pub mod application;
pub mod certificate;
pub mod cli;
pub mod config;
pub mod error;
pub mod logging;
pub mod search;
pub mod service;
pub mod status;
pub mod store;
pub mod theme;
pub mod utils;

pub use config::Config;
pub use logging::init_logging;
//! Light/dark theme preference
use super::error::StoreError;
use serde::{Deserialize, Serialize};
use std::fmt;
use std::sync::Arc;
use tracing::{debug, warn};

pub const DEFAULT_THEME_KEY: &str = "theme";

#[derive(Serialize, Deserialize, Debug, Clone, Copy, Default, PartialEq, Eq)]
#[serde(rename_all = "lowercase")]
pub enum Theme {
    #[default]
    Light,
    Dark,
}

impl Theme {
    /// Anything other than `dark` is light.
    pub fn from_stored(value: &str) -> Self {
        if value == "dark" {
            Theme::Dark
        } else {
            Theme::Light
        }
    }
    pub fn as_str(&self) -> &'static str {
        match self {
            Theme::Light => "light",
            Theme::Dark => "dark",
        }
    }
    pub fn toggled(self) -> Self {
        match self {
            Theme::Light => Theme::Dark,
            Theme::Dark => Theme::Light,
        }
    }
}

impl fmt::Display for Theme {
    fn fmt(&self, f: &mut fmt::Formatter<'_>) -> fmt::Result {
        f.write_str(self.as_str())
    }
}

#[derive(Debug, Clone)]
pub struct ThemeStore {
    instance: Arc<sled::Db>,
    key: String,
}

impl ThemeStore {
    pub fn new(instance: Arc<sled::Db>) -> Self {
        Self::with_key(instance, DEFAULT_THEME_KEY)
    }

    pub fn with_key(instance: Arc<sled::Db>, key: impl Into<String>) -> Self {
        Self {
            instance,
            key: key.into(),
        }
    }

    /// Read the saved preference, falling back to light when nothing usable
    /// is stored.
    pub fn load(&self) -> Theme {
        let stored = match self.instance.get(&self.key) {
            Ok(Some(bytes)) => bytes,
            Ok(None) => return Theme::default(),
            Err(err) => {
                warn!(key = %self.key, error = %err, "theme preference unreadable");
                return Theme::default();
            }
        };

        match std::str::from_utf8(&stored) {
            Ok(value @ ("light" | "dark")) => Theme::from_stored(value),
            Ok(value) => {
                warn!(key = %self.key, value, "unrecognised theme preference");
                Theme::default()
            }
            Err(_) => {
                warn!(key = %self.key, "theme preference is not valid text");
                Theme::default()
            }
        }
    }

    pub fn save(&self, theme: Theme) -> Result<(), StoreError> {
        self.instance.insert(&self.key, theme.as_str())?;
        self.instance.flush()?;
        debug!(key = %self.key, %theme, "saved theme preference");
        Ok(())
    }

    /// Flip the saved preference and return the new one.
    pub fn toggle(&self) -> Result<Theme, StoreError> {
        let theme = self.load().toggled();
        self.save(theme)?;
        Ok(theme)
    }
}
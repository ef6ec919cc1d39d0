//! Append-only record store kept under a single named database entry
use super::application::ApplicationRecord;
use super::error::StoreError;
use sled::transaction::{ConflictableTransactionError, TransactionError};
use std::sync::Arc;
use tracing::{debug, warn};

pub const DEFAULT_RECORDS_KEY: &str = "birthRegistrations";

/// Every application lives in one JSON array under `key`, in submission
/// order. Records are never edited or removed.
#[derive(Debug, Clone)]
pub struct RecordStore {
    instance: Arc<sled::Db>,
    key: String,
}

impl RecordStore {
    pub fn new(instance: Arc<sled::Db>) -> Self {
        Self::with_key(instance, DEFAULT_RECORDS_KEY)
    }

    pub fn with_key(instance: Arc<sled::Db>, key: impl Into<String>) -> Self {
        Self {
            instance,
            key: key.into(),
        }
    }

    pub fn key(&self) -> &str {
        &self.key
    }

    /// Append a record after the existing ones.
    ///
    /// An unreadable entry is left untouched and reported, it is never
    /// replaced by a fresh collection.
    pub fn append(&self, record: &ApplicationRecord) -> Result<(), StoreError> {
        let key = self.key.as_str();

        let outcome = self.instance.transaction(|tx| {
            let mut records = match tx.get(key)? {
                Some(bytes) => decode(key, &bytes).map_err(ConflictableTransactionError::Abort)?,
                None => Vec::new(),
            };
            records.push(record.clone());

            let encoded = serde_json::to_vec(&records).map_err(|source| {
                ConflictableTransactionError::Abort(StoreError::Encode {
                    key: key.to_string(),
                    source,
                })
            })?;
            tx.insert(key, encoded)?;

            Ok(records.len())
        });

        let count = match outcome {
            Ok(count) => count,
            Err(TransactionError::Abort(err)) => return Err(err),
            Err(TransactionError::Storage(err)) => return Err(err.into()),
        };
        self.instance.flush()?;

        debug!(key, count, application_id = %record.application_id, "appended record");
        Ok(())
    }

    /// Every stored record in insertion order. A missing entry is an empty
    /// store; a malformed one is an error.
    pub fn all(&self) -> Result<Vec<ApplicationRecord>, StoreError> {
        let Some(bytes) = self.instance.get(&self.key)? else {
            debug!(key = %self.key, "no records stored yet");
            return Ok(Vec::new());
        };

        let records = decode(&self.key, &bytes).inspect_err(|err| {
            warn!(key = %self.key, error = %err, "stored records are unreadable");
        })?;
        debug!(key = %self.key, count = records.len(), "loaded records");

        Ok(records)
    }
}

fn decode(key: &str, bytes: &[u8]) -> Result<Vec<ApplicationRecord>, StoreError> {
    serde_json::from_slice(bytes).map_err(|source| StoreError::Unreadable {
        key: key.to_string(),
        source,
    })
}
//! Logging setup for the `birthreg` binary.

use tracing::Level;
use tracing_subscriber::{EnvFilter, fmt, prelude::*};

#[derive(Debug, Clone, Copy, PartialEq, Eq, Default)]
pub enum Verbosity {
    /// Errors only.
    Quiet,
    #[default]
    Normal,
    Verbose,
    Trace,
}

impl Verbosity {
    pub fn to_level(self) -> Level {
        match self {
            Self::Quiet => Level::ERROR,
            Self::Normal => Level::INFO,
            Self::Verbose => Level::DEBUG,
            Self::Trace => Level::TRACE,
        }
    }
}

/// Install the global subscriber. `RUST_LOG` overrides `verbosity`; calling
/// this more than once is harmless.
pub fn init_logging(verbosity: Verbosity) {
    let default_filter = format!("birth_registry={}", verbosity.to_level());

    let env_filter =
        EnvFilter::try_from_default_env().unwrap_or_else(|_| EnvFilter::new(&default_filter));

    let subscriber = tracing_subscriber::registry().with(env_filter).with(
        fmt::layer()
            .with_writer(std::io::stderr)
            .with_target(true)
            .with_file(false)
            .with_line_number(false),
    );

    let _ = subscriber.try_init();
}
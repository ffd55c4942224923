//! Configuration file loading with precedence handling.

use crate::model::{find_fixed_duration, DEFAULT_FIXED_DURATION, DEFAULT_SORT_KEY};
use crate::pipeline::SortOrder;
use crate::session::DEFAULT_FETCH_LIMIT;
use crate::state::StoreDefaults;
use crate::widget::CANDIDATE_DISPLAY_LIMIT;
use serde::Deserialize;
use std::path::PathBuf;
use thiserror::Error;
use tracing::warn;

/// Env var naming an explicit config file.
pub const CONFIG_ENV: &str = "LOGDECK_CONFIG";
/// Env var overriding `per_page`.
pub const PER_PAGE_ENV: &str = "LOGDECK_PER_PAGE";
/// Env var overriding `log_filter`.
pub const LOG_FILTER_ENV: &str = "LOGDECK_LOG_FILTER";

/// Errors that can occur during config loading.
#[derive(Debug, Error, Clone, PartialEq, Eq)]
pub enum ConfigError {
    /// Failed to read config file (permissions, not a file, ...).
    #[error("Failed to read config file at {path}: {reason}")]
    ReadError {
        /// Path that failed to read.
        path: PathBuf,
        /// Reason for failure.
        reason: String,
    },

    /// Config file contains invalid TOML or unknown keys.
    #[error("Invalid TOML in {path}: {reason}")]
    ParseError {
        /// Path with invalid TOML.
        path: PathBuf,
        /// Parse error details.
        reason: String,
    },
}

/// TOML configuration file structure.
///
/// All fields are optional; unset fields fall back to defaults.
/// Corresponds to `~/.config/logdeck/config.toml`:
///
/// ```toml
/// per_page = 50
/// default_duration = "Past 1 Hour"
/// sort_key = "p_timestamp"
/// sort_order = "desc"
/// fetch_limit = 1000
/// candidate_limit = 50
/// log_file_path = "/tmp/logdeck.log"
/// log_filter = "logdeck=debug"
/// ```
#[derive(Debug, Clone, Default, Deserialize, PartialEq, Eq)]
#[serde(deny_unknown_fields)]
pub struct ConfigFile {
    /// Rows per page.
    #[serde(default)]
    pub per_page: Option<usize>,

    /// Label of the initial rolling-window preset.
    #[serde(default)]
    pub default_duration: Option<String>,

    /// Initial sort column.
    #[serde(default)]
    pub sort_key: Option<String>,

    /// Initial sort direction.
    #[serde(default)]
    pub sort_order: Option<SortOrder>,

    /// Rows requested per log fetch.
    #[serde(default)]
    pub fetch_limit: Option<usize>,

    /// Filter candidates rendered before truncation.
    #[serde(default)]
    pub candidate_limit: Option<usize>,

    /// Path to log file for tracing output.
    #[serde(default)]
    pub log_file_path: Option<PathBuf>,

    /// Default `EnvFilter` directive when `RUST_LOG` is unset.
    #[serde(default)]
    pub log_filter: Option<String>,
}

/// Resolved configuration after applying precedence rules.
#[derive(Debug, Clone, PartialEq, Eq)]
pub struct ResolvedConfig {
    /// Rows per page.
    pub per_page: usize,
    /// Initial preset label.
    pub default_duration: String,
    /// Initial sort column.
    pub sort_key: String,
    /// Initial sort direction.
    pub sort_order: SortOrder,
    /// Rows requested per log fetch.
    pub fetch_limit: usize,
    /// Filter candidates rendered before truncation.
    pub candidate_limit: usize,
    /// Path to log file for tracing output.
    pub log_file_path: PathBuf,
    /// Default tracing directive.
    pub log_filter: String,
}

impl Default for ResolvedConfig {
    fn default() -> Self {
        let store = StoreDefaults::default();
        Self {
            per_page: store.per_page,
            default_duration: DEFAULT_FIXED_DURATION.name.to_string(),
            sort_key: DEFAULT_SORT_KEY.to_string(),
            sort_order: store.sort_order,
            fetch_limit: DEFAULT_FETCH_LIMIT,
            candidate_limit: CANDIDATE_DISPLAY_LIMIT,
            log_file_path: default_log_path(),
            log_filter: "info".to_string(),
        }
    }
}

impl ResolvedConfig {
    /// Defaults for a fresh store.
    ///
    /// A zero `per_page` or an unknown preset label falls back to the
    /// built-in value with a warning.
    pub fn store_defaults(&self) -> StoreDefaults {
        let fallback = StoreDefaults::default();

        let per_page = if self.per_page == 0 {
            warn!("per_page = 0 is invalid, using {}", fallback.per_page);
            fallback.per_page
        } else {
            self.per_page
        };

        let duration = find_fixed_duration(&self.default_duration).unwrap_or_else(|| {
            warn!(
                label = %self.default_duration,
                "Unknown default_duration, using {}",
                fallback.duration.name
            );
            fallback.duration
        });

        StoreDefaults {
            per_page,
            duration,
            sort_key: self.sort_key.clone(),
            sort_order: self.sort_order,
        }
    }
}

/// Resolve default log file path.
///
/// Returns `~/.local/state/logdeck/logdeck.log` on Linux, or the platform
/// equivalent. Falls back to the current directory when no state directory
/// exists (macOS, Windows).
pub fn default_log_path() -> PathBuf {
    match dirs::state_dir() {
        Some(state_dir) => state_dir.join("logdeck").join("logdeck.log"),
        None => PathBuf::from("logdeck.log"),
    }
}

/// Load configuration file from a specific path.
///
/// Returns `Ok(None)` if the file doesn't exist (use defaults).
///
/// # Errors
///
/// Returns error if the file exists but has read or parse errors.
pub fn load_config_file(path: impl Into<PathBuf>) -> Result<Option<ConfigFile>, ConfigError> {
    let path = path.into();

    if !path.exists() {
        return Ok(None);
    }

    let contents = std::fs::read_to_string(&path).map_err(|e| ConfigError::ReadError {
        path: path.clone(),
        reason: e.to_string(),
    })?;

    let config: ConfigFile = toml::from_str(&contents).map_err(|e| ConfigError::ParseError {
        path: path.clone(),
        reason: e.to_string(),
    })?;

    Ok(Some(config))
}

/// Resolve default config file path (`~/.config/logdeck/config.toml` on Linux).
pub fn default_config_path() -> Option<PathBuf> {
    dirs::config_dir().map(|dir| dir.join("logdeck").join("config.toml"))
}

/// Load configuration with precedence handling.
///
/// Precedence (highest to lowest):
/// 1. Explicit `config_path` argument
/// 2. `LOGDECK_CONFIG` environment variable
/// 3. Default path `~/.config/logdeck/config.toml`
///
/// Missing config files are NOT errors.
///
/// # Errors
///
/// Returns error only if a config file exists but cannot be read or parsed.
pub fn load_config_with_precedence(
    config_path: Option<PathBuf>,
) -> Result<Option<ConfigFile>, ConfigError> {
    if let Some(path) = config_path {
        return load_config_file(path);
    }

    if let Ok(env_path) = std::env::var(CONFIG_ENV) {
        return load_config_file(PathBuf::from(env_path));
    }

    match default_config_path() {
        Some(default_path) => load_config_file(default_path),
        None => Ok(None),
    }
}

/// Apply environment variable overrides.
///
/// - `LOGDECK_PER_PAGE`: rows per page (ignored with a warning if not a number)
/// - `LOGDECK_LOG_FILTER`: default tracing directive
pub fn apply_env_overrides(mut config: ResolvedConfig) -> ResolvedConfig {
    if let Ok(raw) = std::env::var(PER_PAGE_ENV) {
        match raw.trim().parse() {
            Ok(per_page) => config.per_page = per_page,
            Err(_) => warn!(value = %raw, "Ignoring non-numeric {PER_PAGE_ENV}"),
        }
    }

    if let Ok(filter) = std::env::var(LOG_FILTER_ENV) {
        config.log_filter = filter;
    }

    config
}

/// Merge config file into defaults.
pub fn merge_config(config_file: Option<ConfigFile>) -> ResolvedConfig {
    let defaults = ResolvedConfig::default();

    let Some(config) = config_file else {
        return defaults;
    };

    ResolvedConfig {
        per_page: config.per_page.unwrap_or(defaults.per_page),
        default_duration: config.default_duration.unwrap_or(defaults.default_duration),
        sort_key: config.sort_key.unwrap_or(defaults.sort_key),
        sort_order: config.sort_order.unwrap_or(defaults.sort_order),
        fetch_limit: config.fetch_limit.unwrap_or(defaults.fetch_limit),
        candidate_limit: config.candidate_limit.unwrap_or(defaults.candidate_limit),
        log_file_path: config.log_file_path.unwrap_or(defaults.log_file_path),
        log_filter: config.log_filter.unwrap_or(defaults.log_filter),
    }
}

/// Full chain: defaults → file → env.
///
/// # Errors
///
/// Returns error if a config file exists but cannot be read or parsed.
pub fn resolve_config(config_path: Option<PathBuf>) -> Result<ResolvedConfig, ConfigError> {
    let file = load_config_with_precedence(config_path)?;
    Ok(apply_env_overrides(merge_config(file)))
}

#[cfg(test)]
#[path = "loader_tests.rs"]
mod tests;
+---+
> WHAT YOU WILL DO
Copy the records above exactly, please, but only from the first line through the line containing "pub fn load(&self)".

> ANSWER SPACE
pub mod application;
pub mod certificate;
pub mod cli;
pub mod config;
pub mod error;
pub mod logging;
pub mod search;
pub mod service;
pub mod status;
pub mod store;
pub mod theme;
pub mod utils;

pub use config::Config;
pub use logging::init_logging;
//! Light/dark theme preference
use super::error::StoreError;
use serde::{Deserialize, Serialize};
use std::fmt;
use std::sync::Arc;
use tracing::{debug, warn};

pub const DEFAULT_THEME_KEY: &str = "theme";

#[derive(Serialize, Deserialize, Debug, Clone, Copy, Default, PartialEq, Eq)]
#[serde(rename_all = "lowercase")]
pub enum Theme {
    #[default]
    Light,
    Dark,
}

impl Theme {
    /// Anything other than `dark` is light.
    pub fn from_stored(value: &str) -> Self {
        if value == "dark" {
            Theme::Dark
        } else {
            Theme::Light
        }
    }
    pub fn as_str(&self) -> &'static str {
        match self {
            Theme::Light => "light",
            Theme::Dark => "dark",
        }
    }
    pub fn toggled(self) -> Self {
        match self {
            Theme::Light => Theme::Dark,
            Theme::Dark => Theme::Light,
        }
    }
}

impl fmt::Display for Theme {
    fn fmt(&self, f: &mut fmt::Formatter<'_>) -> fmt::Result {
        f.write_str(self.as_str())
    }
}

#[derive(Debug, Clone)]
pub struct ThemeStore {
    instance: Arc<sled::Db>,
    key: String,
}

impl ThemeStore {
    pub fn new(instance: Arc<sled::Db>) -> Self {
        Self::with_key(instance, DEFAULT_THEME_KEY)
    }

    pub fn with_key(instance: Arc<sled::Db>, key: impl Into<String>) -> Self {
        Self {
            instance,
            key: key.into(),
        }
    }

    /// Read the saved preference, falling back to light when nothing usable
    /// is stored.
    pub fn load(&self) -> Theme {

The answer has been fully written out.